Recent history had seen the steady encroachment of the Seljuks, an assault that had been turned back before the even more recent First Crusade that had torn Jerusalem among other holdings from Fatimid control. Our main character would have been born in the time of the long-reigning Fatimid Caliph al-Mustansir Billah, but she would see the 7-year reign of his son, and then see rule passed to his son, only 5 years old at the time, power held in this later period by the vizier al-Afdal. But our story today is not so much about the doings of kings, caliphs, or viziers.

Today, our story is about a Jewish woman named Wuhsha al-dallala, though that was not the name she was born with.

Wuhsha had been brought into this world as Karīma, meaning “the dear one,” and she was brought into a quite comfortable place in that world. Her father was an Alexandrian banker named ‘Ammār, the son of Ezra the Rosh ha-Qahal, or Head of the Community, but that didn’t leave her with as much initial wealth as one might expect. Perhaps that was because her father also had two sons and at least two other daughters to provide for.

The name she would come to be known by, the one by which I introduced her, carried its own meaning. “Wuhsha” was a term of endearment meaning “the desired one” or “one without whom one feels lonely.” “Al-dallala” was a term referring to her work, “the broker,” though she seems as much as anything to have been a banker, a lender, or, as she’s described in Hoffman and Cole’s book Sacred Trash a, quote, “sort of private pawn broker.”

Her life, as I mentioned, comes through to us in splinters, bones around which we might imagine a full-bodied life. Fortunately, there are at least a few of those splinters, and S.D. Goitein, foremost expert on these sources, did a great deal of work to locate them and bring them together for us.

We know for example that Wuhsha did not remain in Alexandria, for we have her marrying in Fustat to a man named Arye ben Yehudah. He was a stranger to Fustat himself, a Sicilian, and apparently a man of few means, for he brought only a very small gift to the marriage, even given the low expectations for the man entering a marriage when compared to bride’s dowry. Goitein wondered if her inclination to be, quote, “too independent” might already have lowered her chances for a better, or at least richer, marriage. Perhaps that same independence had already allowed her to achieve such a position that she did not particularly care if the groom had his own wealth, though I have elsewhere seen it supposed that the marriage was on some sort of emergency basis.

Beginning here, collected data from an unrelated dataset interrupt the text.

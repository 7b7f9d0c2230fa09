//! File-backed implementation of `EventJournal`.
//!
//! One JSON-lines file per agent under `<root>/<agent_type>/<id>.jsonl`.
//! Each line is a `JournalEntry`, so the hash chain survives restarts and
//! is verified on every read.
//!
//! A batch is written with a single `write_all` followed by `sync_data`. If
//! either fails the file is truncated back to its previous length, so a
//! confirm is all-or-nothing on disk too. A torn final line left by a crash
//! is ignored on read and cut off by the next append.
//!
//! After a failed append the cached tip keeps the last committed length.
//! Reads through the same journal stop at that length and the next append
//! truncates to it, so lines left behind by a failed truncate never become
//! committed within this process. A new process has no cached tip and
//! would read them back; only the single-writer restart after a failed
//! truncate is exposed to that.

use std::{
    collections::HashMap,
    io::ErrorKind,
    path::{Path, PathBuf},
    sync::atomic::{AtomicUsize, Ordering},
};

use async_trait::async_trait;
use tokio::{
    fs::{self, OpenOptions},
    io::AsyncWriteExt,
    sync::Mutex,
};
use tracing::{debug, warn};

use aeon_contracts::{
    agent::AgentAddress,
    error::{AeonError, AeonResult},
    event::RecordedEvent,
};
use aeon_core::traits::EventJournal;

use crate::{
    chain::{link_records, verify_chain},
    entry::JournalEntry,
};

/// Parsed contents of one stream file.
struct Loaded {
    entries: Vec<JournalEntry>,
    /// Byte length of the complete, parseable prefix.
    valid_len: u64,
}

/// Last known (version, this_hash, valid_len) of a stream.
#[derive(Debug, Clone)]
struct Tip {
    version: u64,
    hash: String,
    valid_len: u64,
}

pub struct FileJournal {
    root: PathBuf,
    /// Serializes appends and caches each stream's tip after first touch.
    tips: Mutex<HashMap<AgentAddress, Tip>>,
    /// Number of upcoming appends whose sync is reported as failed after
    /// the bytes were written. Used to exercise the rollback path.
    sync_failures_pending: AtomicUsize,
}

impl FileJournal {
    /// Open (or create) a journal rooted at `root`.
    pub async fn open(root: impl Into<PathBuf>) -> AeonResult<Self> {
        let root = root.into();
        fs::create_dir_all(&root).await.map_err(|e| AeonError::Journal {
            reason: format!("cannot create journal directory {}: {}", root.display(), e),
        })?;
        debug!(root = %root.display(), "file journal opened");
        Ok(Self {
            root,
            tips: Mutex::new(HashMap::new()),
            sync_failures_pending: AtomicUsize::new(0),
        })
    }

    pub fn root(&self) -> &Path {
        &self.root
    }

    /// Path of the stream file for `address`.
    pub fn stream_path(&self, address: &AgentAddress) -> PathBuf {
        self.root
            .join(file_segment(&address.agent_type))
            .join(format!("{}.jsonl", file_segment(address.id.as_str())))
    }

    /// Fail the `sync_data` of the next `count` appends, after their bytes
    /// reached the file.
    pub fn fail_next_syncs(&self, count: usize) {
        self.sync_failures_pending.store(count, Ordering::SeqCst);
    }

    /// Verify the on-disk hash chain of `address`.
    pub async fn verify_integrity(&self, address: &AgentAddress) -> AeonResult<bool> {
        let loaded = self.load_committed(address).await?;
        Ok(verify_chain(&loaded.entries))
    }

    /// Load `address` up to its last committed length if this journal has
    /// touched it, otherwise the whole file.
    async fn load_committed(&self, address: &AgentAddress) -> AeonResult<Loaded> {
        let limit = self.tips.lock().await.get(address).map(|tip| tip.valid_len);
        load(&self.stream_path(address), limit).await
    }

    fn take_sync_failure(&self) -> bool {
        self.sync_failures_pending
            .fetch_update(Ordering::SeqCst, Ordering::SeqCst, |n| n.checked_sub(1))
            .is_ok()
    }

    async fn tip(&self, tips: &mut HashMap<AgentAddress, Tip>, address: &AgentAddress) -> AeonResult<Tip> {
        if let Some(tip) = tips.get(address) {
            return Ok(tip.clone());
        }
        let loaded = load(&self.stream_path(address), None).await?;
        let tip = match loaded.entries.last() {
            Some(last) => Tip {
                version: last.record.sequence,
                hash: last.this_hash.clone(),
                valid_len: loaded.valid_len,
            },
            None => Tip {
                version: 0,
                hash: JournalEntry::GENESIS_HASH.to_string(),
                valid_len: loaded.valid_len,
            },
        };
        tips.insert(address.clone(), tip.clone());
        Ok(tip)
    }
}

#[async_trait]
impl EventJournal for FileJournal {
    async fn append_events(
        &self,
        agent: &AgentAddress,
        expected_version: u64,
        events: &[RecordedEvent],
    ) -> AeonResult<u64> {
        let mut tips = self.tips.lock().await;
        let tip = self.tip(&mut tips, agent).await?;

        if tip.version != expected_version {
            return Err(AeonError::VersionConflict {
                agent: agent.to_string(),
                expected: expected_version,
                actual: tip.version,
            });
        }
        if events.is_empty() {
            return Ok(tip.version);
        }

        let entries = link_records(agent, tip.version, &tip.hash, events)?;
        let mut buffer = Vec::new();
        for entry in &entries {
            serde_json::to_writer(&mut buffer, entry)?;
            buffer.push(b'\n');
        }

        let path = self.stream_path(agent);
        if let Some(parent) = path.parent() {
            fs::create_dir_all(parent).await.map_err(|e| io_error(&path, e))?;
        }
        let mut file = OpenOptions::new()
            .create(true)
            .append(true)
            .open(&path)
            .await
            .map_err(|e| io_error(&path, e))?;

        // Drop any torn tail before appending.
        let written = async {
            file.set_len(tip.valid_len).await?;
            file.write_all(&buffer).await?;
            if self.take_sync_failure() {
                return Err(std::io::Error::other("injected sync failure"));
            }
            file.sync_data().await
        }
        .await;

        if let Err(err) = written {
            warn!(agent = %agent, error = %err, "append failed, truncating stream");
            if let Err(truncate_err) = file.set_len(tip.valid_len).await {
                warn!(agent = %agent, error = %truncate_err, "truncate after failed append failed");
            }
            // The cached tip still ends at the last committed byte.
            return Err(io_error(&path, err));
        }

        let last = entries.last().map(|e| e.this_hash.clone()).unwrap_or(tip.hash);
        let version = tip.version + entries.len() as u64;
        tips.insert(
            agent.clone(),
            Tip {
                version,
                hash: last,
                valid_len: tip.valid_len + buffer.len() as u64,
            },
        );

        debug!(agent = %agent, appended = entries.len(), version, "events appended to file");
        Ok(version)
    }

    async fn read_events(&self, agent: &AgentAddress) -> AeonResult<Vec<RecordedEvent>> {
        let loaded = self.load_committed(agent).await?;
        if !verify_chain(&loaded.entries) {
            return Err(AeonError::Journal {
                reason: format!("hash chain of '{agent}' is broken"),
            });
        }
        Ok(loaded.entries.into_iter().map(|e| e.record).collect())
    }
}

/// Read and parse a stream file, ignoring anything past `limit` bytes. A
/// missing file is an empty stream.
async fn load(path: &Path, limit: Option<u64>) -> AeonResult<Loaded> {
    let mut bytes = match fs::read(path).await {
        Ok(bytes) => bytes,
        Err(e) if e.kind() == ErrorKind::NotFound => {
            return Ok(Loaded {
                entries: Vec::new(),
                valid_len: 0,
            })
        }
        Err(e) => return Err(io_error(path, e)),
    };
    if let Some(limit) = limit.and_then(|l| usize::try_from(l).ok()) {
        bytes.truncate(limit);
    }

    let mut entries = Vec::new();
    let mut offset = 0usize;
    while offset < bytes.len() {
        let Some(newline) = bytes[offset..].iter().position(|b| *b == b'\n') else {
            warn!(path = %path.display(), "ignoring torn final line");
            break;
        };
        let line = &bytes[offset..offset + newline];
        if !line.is_empty() {
            let entry: JournalEntry = serde_json::from_slice(line).map_err(|e| AeonError::Journal {
                reason: format!("{} is corrupt at byte {}: {}", path.display(), offset, e),
            })?;
            entries.push(entry);
        }
        offset += newline + 1;
    }

    Ok(Loaded {
        entries,
        valid_len: offset as u64,
    })
}

fn io_error(path: &Path, err: std::io::Error) -> AeonError {
    AeonError::Journal {
        reason: format!("{}: {}", path.display(), err),
    }
}

/// Make an address segment safe to use as a file name.
fn file_segment(raw: &str) -> String {
    let mut out = String::with_capacity(raw.len());
    for byte in raw.bytes() {
        match byte {
            b'a'..=b'z' | b'A'..=b'Z' | b'0'..=b'9' | b'-' | b'_' => out.push(byte as char),
            other => out.push_str(&format!("%{other:02X}")),
        }
    }
    out
}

We know that in any case the union would not last, ending in early 1095, for we have the fragment of a transaction that refers to her as a divorcee and a document that tells us of Arye then marrying another woman, though, again, not for very long. We know that Wuhsha’s marriage to Arye would result in a daughter, perhaps the cause of the marriage itself, a girl named Sitt Ghazāl, or “Lady Gazelle,” who we later see buying half a house in 1132 and referred to there as the daughter of al-Wuhsha. Documents long after Wuhsha’s death would tell of her relations, even distant ones, by their connection to her, for such was her impact on her immediate world. Such are the sort of pieces in which her life is sketched out for us.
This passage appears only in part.